● **What to produce**:
The answer is the set of lines that include "burned", copied from the data below.

● **Data to process**:
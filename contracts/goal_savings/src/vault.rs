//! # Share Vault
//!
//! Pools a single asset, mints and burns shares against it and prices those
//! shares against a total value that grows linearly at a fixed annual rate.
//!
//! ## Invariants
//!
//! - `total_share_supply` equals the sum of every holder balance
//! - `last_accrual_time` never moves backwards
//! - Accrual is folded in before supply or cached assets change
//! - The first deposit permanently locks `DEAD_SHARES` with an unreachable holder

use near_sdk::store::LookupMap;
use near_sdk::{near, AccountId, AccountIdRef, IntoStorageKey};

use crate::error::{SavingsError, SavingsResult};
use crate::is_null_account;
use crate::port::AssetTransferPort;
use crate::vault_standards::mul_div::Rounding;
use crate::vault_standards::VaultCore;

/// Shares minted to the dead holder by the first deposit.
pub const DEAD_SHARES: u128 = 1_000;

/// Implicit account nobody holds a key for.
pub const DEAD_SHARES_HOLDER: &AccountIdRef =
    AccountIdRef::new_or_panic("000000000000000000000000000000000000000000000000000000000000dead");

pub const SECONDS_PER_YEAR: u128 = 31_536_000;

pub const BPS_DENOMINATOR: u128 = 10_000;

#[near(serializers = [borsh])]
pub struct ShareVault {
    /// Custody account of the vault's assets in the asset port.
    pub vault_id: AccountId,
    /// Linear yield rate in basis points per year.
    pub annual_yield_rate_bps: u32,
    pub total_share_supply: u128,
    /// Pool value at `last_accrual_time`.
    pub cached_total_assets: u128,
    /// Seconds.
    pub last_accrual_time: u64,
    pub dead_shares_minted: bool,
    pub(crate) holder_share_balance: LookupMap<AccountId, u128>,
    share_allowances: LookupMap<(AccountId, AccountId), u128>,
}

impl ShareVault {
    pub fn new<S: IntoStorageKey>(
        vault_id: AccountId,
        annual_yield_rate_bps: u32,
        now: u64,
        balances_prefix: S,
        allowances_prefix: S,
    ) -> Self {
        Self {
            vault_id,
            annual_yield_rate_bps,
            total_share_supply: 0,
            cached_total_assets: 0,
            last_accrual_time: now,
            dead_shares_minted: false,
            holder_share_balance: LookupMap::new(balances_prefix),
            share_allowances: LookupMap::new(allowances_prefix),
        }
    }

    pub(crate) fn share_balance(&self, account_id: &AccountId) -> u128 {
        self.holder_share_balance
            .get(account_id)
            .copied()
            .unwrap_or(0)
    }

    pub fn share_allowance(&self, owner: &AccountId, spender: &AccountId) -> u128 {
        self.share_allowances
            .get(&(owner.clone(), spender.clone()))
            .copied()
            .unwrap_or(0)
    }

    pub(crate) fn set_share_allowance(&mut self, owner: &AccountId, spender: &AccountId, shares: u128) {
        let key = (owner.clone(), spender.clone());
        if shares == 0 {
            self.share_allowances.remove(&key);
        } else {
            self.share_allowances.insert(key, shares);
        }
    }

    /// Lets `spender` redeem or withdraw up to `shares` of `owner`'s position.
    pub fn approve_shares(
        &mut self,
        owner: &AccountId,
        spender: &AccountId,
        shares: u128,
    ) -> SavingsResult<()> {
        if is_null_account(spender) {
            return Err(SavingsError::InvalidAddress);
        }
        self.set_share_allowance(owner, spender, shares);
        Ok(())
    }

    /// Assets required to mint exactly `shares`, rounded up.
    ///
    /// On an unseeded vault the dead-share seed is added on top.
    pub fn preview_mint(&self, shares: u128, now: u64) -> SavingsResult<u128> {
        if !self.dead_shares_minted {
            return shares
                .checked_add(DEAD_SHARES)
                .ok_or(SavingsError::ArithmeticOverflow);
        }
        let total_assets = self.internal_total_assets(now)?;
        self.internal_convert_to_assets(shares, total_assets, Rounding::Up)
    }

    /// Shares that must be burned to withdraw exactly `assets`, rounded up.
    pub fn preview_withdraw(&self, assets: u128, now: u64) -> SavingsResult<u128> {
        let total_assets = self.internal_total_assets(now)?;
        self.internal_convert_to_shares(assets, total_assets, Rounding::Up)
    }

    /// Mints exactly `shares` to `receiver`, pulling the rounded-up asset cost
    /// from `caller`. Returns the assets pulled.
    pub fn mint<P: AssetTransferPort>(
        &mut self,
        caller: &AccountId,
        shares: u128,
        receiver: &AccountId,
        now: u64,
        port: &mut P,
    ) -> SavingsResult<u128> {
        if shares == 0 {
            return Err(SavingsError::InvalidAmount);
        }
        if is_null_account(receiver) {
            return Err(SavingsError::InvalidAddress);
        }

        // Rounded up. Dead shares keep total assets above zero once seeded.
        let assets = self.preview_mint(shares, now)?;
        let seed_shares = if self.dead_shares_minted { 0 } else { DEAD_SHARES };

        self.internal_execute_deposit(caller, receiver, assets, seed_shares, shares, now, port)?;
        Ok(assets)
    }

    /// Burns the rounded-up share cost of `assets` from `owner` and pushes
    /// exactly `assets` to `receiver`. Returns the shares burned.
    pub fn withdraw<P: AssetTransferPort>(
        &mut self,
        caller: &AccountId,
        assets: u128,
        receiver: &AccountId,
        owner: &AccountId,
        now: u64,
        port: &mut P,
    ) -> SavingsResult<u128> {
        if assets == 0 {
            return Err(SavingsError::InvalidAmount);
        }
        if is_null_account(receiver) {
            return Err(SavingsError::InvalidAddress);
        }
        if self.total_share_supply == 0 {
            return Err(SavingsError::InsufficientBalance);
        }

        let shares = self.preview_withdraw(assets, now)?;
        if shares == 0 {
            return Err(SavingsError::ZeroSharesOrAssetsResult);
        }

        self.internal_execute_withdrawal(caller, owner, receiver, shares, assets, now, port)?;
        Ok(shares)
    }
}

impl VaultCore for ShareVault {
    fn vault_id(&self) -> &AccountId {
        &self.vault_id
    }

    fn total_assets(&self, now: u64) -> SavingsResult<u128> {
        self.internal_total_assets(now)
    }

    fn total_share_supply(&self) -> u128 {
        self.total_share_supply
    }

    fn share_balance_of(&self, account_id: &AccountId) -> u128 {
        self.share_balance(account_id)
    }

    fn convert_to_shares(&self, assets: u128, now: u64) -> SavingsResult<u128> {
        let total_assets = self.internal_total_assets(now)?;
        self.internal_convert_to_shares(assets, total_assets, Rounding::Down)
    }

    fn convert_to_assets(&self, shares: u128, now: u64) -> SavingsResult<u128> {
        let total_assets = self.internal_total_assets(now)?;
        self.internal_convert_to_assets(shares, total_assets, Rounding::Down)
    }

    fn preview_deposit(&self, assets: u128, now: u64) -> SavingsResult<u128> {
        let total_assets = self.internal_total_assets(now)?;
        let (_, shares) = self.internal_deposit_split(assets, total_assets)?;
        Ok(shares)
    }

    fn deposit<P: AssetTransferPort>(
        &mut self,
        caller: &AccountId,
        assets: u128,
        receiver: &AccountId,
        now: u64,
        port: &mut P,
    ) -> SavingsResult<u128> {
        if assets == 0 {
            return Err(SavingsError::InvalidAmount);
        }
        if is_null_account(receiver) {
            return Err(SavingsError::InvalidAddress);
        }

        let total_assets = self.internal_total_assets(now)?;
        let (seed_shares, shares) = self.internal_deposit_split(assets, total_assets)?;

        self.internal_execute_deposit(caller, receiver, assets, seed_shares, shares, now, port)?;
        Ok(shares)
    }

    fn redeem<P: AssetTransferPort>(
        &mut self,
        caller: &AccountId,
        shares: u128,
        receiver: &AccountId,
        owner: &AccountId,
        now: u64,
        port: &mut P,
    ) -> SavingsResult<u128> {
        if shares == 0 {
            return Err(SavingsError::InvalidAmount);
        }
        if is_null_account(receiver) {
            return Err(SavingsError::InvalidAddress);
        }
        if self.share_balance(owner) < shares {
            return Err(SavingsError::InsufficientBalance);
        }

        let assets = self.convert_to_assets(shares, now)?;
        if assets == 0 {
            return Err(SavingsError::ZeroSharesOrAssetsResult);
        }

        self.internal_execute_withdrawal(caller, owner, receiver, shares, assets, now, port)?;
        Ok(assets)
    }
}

● **The answer**:
    /// Shares that must be burned to withdraw exactly `assets`, rounded up.
    /// exactly `assets` to `receiver`. Returns the shares burned.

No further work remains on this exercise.